● Exercise objective:
Please look for the string "null" below and report every line in which it occurs.

Given records Block Start

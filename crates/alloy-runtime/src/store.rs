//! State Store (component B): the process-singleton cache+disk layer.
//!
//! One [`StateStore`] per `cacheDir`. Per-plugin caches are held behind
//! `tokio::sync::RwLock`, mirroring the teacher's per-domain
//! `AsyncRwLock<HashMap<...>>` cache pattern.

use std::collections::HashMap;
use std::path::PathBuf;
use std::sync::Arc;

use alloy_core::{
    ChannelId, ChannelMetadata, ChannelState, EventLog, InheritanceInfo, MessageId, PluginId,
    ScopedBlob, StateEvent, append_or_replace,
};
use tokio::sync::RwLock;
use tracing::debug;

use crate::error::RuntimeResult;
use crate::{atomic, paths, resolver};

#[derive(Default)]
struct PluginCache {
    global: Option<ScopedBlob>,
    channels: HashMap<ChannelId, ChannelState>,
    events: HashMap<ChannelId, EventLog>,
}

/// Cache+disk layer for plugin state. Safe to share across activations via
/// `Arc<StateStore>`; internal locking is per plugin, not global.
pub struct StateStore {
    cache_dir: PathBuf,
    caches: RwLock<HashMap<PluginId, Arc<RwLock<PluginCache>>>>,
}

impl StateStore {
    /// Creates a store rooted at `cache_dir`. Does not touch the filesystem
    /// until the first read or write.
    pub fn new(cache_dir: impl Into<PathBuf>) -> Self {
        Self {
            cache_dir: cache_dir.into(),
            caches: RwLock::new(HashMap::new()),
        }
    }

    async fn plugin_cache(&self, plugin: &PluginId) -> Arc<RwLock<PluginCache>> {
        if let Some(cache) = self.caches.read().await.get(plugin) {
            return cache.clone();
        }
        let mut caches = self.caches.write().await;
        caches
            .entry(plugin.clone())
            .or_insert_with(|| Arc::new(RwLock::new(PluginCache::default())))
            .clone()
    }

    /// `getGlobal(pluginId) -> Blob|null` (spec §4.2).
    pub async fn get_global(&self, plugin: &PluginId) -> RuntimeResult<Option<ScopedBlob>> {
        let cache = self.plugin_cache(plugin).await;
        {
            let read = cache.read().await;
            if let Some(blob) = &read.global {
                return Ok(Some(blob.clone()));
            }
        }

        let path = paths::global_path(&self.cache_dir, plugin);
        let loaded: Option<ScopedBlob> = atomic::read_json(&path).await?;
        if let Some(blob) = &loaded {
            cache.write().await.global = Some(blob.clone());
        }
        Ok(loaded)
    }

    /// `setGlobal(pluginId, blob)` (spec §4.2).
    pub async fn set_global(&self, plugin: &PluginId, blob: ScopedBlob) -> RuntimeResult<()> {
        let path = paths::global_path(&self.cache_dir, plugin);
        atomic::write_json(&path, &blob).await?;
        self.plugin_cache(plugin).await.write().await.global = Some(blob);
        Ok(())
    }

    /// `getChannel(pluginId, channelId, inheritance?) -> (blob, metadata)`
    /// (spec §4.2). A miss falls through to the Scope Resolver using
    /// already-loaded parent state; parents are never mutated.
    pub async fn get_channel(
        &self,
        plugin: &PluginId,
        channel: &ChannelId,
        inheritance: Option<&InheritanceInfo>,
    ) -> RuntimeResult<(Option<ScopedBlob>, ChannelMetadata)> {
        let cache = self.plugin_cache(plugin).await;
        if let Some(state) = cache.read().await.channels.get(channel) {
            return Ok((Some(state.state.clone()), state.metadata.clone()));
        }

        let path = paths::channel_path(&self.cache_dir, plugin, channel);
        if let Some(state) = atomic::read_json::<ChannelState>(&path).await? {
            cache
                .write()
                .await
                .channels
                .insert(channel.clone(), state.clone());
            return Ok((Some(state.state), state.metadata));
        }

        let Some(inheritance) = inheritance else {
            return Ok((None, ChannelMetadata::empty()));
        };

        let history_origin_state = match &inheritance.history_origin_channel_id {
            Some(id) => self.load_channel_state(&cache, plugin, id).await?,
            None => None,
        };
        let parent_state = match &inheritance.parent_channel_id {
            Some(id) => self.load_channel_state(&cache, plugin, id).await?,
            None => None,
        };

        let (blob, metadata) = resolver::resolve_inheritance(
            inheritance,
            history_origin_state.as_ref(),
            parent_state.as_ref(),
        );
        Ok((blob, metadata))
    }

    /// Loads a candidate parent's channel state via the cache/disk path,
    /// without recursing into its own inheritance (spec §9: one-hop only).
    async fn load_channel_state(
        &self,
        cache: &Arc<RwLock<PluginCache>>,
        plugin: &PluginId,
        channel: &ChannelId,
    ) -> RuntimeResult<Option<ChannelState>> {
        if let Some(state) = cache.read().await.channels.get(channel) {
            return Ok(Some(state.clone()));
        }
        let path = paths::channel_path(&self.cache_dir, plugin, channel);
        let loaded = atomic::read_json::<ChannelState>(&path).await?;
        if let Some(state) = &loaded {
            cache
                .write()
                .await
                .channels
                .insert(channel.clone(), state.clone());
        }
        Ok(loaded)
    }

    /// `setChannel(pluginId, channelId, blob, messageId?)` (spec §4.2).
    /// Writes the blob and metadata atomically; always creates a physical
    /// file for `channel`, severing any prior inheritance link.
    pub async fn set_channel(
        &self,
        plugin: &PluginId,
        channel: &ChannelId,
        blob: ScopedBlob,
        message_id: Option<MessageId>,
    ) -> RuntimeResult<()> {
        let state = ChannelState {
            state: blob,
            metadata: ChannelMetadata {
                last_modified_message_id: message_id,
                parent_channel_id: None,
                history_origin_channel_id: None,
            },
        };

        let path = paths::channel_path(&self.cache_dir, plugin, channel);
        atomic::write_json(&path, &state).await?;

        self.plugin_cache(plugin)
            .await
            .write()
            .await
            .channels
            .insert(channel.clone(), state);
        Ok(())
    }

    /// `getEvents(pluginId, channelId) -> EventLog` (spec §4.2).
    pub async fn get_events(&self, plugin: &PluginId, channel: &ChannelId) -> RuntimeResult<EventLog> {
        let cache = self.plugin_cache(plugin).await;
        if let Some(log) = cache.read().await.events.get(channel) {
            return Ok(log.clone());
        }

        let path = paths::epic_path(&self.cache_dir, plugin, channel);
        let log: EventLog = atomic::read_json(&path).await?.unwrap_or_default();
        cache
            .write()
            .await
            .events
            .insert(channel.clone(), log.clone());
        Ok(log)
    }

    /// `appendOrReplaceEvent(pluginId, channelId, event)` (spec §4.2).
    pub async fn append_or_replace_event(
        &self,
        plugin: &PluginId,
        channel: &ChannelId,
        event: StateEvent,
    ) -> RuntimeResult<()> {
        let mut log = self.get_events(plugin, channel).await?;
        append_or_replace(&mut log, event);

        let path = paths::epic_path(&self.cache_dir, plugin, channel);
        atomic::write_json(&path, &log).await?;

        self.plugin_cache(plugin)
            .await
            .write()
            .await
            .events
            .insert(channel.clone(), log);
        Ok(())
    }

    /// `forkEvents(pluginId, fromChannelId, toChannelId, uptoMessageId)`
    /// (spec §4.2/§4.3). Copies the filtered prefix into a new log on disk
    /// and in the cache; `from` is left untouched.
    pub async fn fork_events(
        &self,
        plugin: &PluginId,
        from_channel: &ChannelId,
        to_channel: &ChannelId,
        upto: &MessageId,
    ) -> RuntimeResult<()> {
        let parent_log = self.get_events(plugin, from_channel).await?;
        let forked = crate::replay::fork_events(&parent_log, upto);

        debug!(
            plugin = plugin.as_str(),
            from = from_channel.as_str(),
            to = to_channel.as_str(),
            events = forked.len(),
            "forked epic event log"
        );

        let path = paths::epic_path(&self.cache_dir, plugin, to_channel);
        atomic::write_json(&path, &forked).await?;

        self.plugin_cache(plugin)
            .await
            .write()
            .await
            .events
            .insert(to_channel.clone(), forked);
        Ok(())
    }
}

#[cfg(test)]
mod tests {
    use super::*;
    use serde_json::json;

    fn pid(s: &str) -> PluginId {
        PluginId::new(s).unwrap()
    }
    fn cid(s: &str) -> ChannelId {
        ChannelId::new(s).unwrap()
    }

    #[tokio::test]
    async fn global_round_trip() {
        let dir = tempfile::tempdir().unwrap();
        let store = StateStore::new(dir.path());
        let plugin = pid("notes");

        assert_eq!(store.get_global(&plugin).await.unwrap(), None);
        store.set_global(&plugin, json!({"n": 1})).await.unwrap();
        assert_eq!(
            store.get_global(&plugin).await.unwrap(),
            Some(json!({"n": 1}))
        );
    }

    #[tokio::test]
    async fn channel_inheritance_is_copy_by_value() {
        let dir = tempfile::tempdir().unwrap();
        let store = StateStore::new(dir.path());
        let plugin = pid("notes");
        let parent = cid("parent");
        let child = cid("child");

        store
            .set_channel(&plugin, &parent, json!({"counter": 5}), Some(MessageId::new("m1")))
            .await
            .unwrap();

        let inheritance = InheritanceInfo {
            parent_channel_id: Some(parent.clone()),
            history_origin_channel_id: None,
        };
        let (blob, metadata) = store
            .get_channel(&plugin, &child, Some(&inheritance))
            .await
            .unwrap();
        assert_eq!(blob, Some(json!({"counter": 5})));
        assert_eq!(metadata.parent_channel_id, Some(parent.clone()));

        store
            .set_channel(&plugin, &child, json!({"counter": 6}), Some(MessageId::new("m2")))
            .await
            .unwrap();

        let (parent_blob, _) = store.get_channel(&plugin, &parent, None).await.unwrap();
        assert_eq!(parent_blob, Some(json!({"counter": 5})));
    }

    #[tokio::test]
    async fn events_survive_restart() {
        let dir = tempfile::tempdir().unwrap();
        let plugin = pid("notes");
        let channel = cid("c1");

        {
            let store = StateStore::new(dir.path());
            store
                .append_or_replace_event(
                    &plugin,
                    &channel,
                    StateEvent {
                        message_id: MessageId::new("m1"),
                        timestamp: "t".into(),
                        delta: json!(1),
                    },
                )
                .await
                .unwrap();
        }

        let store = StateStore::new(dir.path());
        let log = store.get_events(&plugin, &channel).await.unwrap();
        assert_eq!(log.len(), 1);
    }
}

Given records Block End
Given records Block Start

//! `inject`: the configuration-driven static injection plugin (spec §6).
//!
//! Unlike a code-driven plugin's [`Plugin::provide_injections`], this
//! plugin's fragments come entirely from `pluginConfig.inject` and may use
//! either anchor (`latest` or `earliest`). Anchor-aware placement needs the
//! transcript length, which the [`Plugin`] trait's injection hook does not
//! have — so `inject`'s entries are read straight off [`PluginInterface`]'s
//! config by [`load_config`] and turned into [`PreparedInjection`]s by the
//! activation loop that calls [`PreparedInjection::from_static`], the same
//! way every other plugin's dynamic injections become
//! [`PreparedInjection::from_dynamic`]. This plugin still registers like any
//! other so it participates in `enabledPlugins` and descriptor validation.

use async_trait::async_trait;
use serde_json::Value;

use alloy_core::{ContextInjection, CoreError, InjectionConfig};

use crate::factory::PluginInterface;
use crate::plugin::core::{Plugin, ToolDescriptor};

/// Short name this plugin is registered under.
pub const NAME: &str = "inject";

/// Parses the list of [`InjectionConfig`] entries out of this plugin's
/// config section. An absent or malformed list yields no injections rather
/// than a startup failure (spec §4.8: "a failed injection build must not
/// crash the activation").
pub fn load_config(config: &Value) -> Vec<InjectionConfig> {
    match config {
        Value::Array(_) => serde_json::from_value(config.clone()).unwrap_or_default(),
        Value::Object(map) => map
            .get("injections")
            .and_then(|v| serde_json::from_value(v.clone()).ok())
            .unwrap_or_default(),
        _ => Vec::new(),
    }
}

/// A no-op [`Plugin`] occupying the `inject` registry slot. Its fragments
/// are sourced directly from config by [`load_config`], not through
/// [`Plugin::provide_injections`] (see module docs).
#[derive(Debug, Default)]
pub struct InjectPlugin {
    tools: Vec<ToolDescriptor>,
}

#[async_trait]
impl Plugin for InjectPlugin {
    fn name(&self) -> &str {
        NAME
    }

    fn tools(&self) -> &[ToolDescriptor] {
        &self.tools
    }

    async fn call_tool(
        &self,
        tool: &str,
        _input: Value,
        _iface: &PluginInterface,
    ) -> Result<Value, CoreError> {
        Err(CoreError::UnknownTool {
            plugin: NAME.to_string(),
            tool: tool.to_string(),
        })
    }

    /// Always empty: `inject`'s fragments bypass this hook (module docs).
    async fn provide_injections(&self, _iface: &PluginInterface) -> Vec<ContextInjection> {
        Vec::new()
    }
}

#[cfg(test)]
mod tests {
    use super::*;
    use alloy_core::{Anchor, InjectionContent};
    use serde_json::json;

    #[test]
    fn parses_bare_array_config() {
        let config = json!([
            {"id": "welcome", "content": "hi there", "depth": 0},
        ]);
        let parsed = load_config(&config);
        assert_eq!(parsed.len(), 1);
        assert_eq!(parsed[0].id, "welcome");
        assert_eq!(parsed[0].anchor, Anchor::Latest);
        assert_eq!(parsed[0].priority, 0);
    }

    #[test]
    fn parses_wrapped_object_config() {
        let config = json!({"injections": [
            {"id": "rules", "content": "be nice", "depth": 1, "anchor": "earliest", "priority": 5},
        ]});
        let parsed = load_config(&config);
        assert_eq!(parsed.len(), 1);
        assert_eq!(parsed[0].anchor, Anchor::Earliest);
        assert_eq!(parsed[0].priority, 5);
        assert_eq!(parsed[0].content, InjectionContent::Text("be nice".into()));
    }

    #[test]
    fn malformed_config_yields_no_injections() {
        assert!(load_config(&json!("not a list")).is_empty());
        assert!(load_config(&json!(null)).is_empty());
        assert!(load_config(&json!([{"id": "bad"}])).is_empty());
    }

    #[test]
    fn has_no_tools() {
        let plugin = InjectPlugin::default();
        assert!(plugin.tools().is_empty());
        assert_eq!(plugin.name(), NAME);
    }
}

Given records Block End

● Written response:
    /// `getGlobal(pluginId) -> Blob|null` (spec §4.2).
        assert!(load_config(&json!(null)).is_empty());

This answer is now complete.